Given these challenges, how can I rigorously compare the two populations to determine whether the difference in average larval weights is statistically significant?

I appreciate any guidance on the appropriate statistical methods or adjustments I should make!

Thank you.

Answer 1

This is an interesting problem (+1), and is a good "real life" situation, where the measurement system is not as good as one would like (this happens a lot). So I will give it a try.

Caveat; a lot of the "recommendations" will involve a fair amount of hand waving. In such situations, there is no rigorous, formally correct solution; there are just "good enough" solutions.
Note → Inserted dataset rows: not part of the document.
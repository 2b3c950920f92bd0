// SPDX-License-Identifier: Apache-2.0 OR MIT
// Copyright (c) 2025-2026 naskel.com

//! Error taxonomy for descriptor defects and wire-format failures.
//!
//! [`ConfigError`] describes a producer-side defect (malformed stream, bad key
//! table, stream/instance layout mismatch). It is fatal for the operation and is
//! never worth retrying with the same descriptor. [`MarshalError`] wraps it and
//! adds the per-call wire failures, which are recoverable.

use std::fmt;
use thiserror::Error;

use crate::meta::MetaError;

/// One step of a [`FieldPath`].
#[derive(Debug, Clone, PartialEq, Eq)]
pub enum PathStep {
    /// Field index within the enclosing structure.
    Field(u32),
    /// Element index within a sequence or (flattened) array.
    Index(usize),
}

/// Location of a field inside an instance, from the root structure down.
///
/// Rendered as `.3.0[17]`: field 3, its field 0, element 17.
#[derive(Debug, Clone, PartialEq, Eq, Default)]
pub struct FieldPath(Vec<PathStep>);

impl FieldPath {
    pub fn new(steps: Vec<PathStep>) -> Self {
        Self(steps)
    }

    pub fn root() -> Self {
        Self(Vec::new())
    }

    pub fn steps(&self) -> &[PathStep] {
        &self.0
    }

    pub fn is_root(&self) -> bool {
        self.0.is_empty()
    }
}

impl fmt::Display for FieldPath {
    fn fmt(&self, f: &mut fmt::Formatter<'_>) -> fmt::Result {
        if self.0.is_empty() {
            return f.write_str("<root>");
        }
        for step in &self.0 {
            match step {
                PathStep::Field(idx) => write!(f, ".{}", idx)?,
                PathStep::Index(idx) => write!(f, "[{}]", idx)?,
            }
        }
        Ok(())
    }
}

/// Descriptor or instruction stream defect.
#[derive(Debug, Clone, PartialEq, Eq, Error)]
pub enum ConfigError {
    #[error("descriptor has no instruction stream")]
    EmptyArena,

    #[error("stream {stream} pc {pc}: unknown opcode word {word:#010x}")]
    UnknownOpcode { stream: u32, pc: usize, word: u32 },

    #[error("stream {stream} pc {pc}: unknown type code {code:#04x}")]
    UnknownType { stream: u32, pc: usize, code: u32 },

    #[error("stream {stream} pc {pc}: unsupported collection subtype {code:#04x}")]
    UnsupportedSubtype { stream: u32, pc: usize, code: u32 },

    #[error("stream {stream} pc {pc}: invalid flags ({reason})")]
    InvalidFlags {
        stream: u32,
        pc: usize,
        reason: &'static str,
    },

    #[error("stream {stream} pc {pc}: instruction runs past end of stream")]
    TruncatedInstruction { stream: u32, pc: usize },

    #[error("stream {stream}: missing terminator")]
    MissingTerminator { stream: u32 },

    #[error("stream {stream}: instructions after terminator at pc {pc}")]
    TrailingInstructions { stream: u32, pc: usize },

    #[error("stream {stream} pc {pc}: sub-stream {target} out of range")]
    StreamOutOfRange { stream: u32, pc: usize, target: u32 },

    #[error("stream {stream} contains itself without an intervening sequence")]
    RecursiveStream { stream: u32 },

    #[error("stream {stream} pc {pc}: array of {count} elements exceeds the limit of {limit} values")]
    ArrayTooLarge {
        stream: u32,
        pc: usize,
        count: u32,
        limit: usize,
    },

    #[error("key_count is {declared} but {actual} keys are listed")]
    KeyCountMismatch { declared: u32, actual: usize },

    #[error("key `{name}` index {index} is not an instruction of the root stream")]
    KeyOutOfRange { name: String, index: u32 },

    #[error("key `{name}` index {index} references an instruction without the key flag")]
    KeyNotFlagged { name: String, index: u32 },

    #[error("key `{name}` index {index} references a sequence")]
    KeyOnSequence { name: String, index: u32 },

    #[error("key `{name}` listed twice")]
    DuplicateKey { name: String },

    #[error("descriptor is marked optimizable but has variable-size members")]
    NotFixedSize,

    #[error("descriptor is marked FIXED_KEY but its key is unbounded or over 16 bytes")]
    KeyNotFixed,

    #[error("field {field}: stream expects {expected}, instance provides {found}")]
    LayoutMismatch {
        field: FieldPath,
        expected: String,
        found: &'static str,
    },

    #[error("field {field}: instance has no such field")]
    MissingField { field: FieldPath },

    #[error("field {field}: array declares {declared} elements, instance holds {found}")]
    ArrayCountMismatch {
        field: FieldPath,
        declared: u32,
        found: usize,
    },

    #[error("member `{name}` is not declared")]
    UnknownMember { name: String },

    #[error("member `{name}` declared twice")]
    DuplicateMember { name: String },

    #[error("type `{name}` is already registered")]
    DuplicateType { name: String },

    #[error("unsupported member type: {reason}")]
    UnsupportedMember { reason: &'static str },

    #[error("metadata: {0}")]
    Metadata(#[from] MetaError),

    #[error("no encapsulation identifier for max_align {max_align}")]
    NoEncapsulation { max_align: usize },
}

/// Marshalling failure.
///
/// Only [`MarshalError::Configuration`] is fatal; the wire variants leave the
/// engine untouched and the call may be retried with corrected input.
#[derive(Debug, Clone, PartialEq, Eq, Error)]
pub enum MarshalError {
    #[error("configuration error in `{type_name}`: {source}")]
    Configuration {
        type_name: String,
        #[source]
        source: ConfigError,
    },

    #[error("truncated input at byte {offset} reading {field}: need {needed} bytes, {available} left")]
    TruncatedInput {
        field: FieldPath,
        offset: usize,
        needed: usize,
        available: usize,
    },

    #[error("malformed length {length} at byte {offset} for {field}: {reason}")]
    MalformedLength {
        field: FieldPath,
        offset: usize,
        length: u64,
        reason: &'static str,
    },

    #[error("invalid encoding at byte {offset} for {field}: {reason}")]
    InvalidEncoding {
        field: FieldPath,
        offset: usize,
        reason: String,
    },
}

impl MarshalError {
    pub fn config(type_name: impl Into<String>, source: ConfigError) -> Self {
        Self::Configuration {
            type_name: type_name.into(),
            source,
        }
    }

    /// True for wire-format failures; false for descriptor defects.
    pub fn is_recoverable(&self) -> bool {
        !matches!(self, Self::Configuration { .. })
    }

    /// Field the failure is attributed to, if any.
    pub fn field(&self) -> Option<&FieldPath> {
        match self {
            Self::Configuration { .. } => None,
            Self::TruncatedInput { field, .. }
            | Self::MalformedLength { field, .. }
            | Self::InvalidEncoding { field, .. } => Some(field),
        }
    }
}

pub type Result<T> = std::result::Result<T, MarshalError>;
This is where engineers, like me, strive (and yes, as the old joke has it, we are happy enough with $\pi=3$).

The first thing I would do is perform a Gage Repeatibility and Reproducibility study (GR&R study) of your entire measurement system (operator + scale + machine vision), If not familiar with this, see here on wiki, or here; the "statistics" part is basically an ANOVA.. You need to make sure your gage (aka overall measurement system) introduces an acceptable amount of error into your measurements. A gage responsible for 10% or less of the overall variance of the results (which include "unit variance") is generally considered "good enough" (with ~1% considered "best in class").
It should be clear that if you put on the scale $\approx 100\mu g$ of larvae, your scale introduces $\approx 50\%$ error. But if you weigh $\approx 6000\mu g$ of larvae, this adds $\approx 1 \%$ error (but I would think your machine vision algorithm can not handle such a large count? $\approx 300$?). Same thing for the machine vision algorithm; how repeatable are the counts? $\pm 1 \%$, or $\pm 20\%$? What is the scale repeatibility (does it give you the exact same weight, for the same "bucket of larvae" each time?).

Yes, this is extra work, it is time consuming, etc... But if your measurement system is inadequate, no matter how clever your data analysis is, you will not escape the good old GIGO adage.

If your GR&R contribution to the total variance is below 10% (or 5%?), you are good to go. I would not worry about the scale precision (it averages itself out, with sufficient sample sizes). If not, then you have work to do.
What can you do? Increase the weight for each scale measurement (to diminish the impact of scale precision). But maybe the machine vision can not handle higher counts (overlap of objects etc.). Reduce the total weight of each measurement, to reduce the variability in machine vision readings (yes, catch-22...). Make repeated measurements (scale and/or machine vision), of the same "bucket", and average these to get at a better observed value. It depends what part of the measurement system is the "weak link", what is practical in your case, etc.

But in any case, I would want to make sure, before I invest a lot in the analysis (and its results!), that my measurement system was capable.

Assuming that it is, or that you fixed it so it becomes capable, there is no formal way to retrieve standard deviation from just mean and sample size (that should be clear; 2 samples with exactly the same mean and size could have wildly different sd's). So what can we do? A bit more hand-waving...
If the sample counts are "close" (single digit % off), just pretend they are all the same, use the formula for standard error, and derive $\sigma$ from it. Yes, it is not formally correct, but it may be good enough. It certasinly will not be a bad estimate.
Now note that if you made your GR&R acceptable, the counts should not be wildly variable; that alone is a problem you should fix. You can not make them exactly the same, but you should (need to?) be able to keep them in a narrow range.
Alternatively, depending on your data, while, for a given population, the sample sizes are different, you could have some observations where they are the same, or at least close enough (says he, while waving hands). Then use just these observations, to derive $\sigma$, while ignoring the other observations. Or collect more observations till you have "enough" of close ones, to approximate $\sigma$.
I know, this may all feel very unsatisfactory. But as Tukey said,

An approximate answer to the right question is worth far more than a precise answer to the wrong one.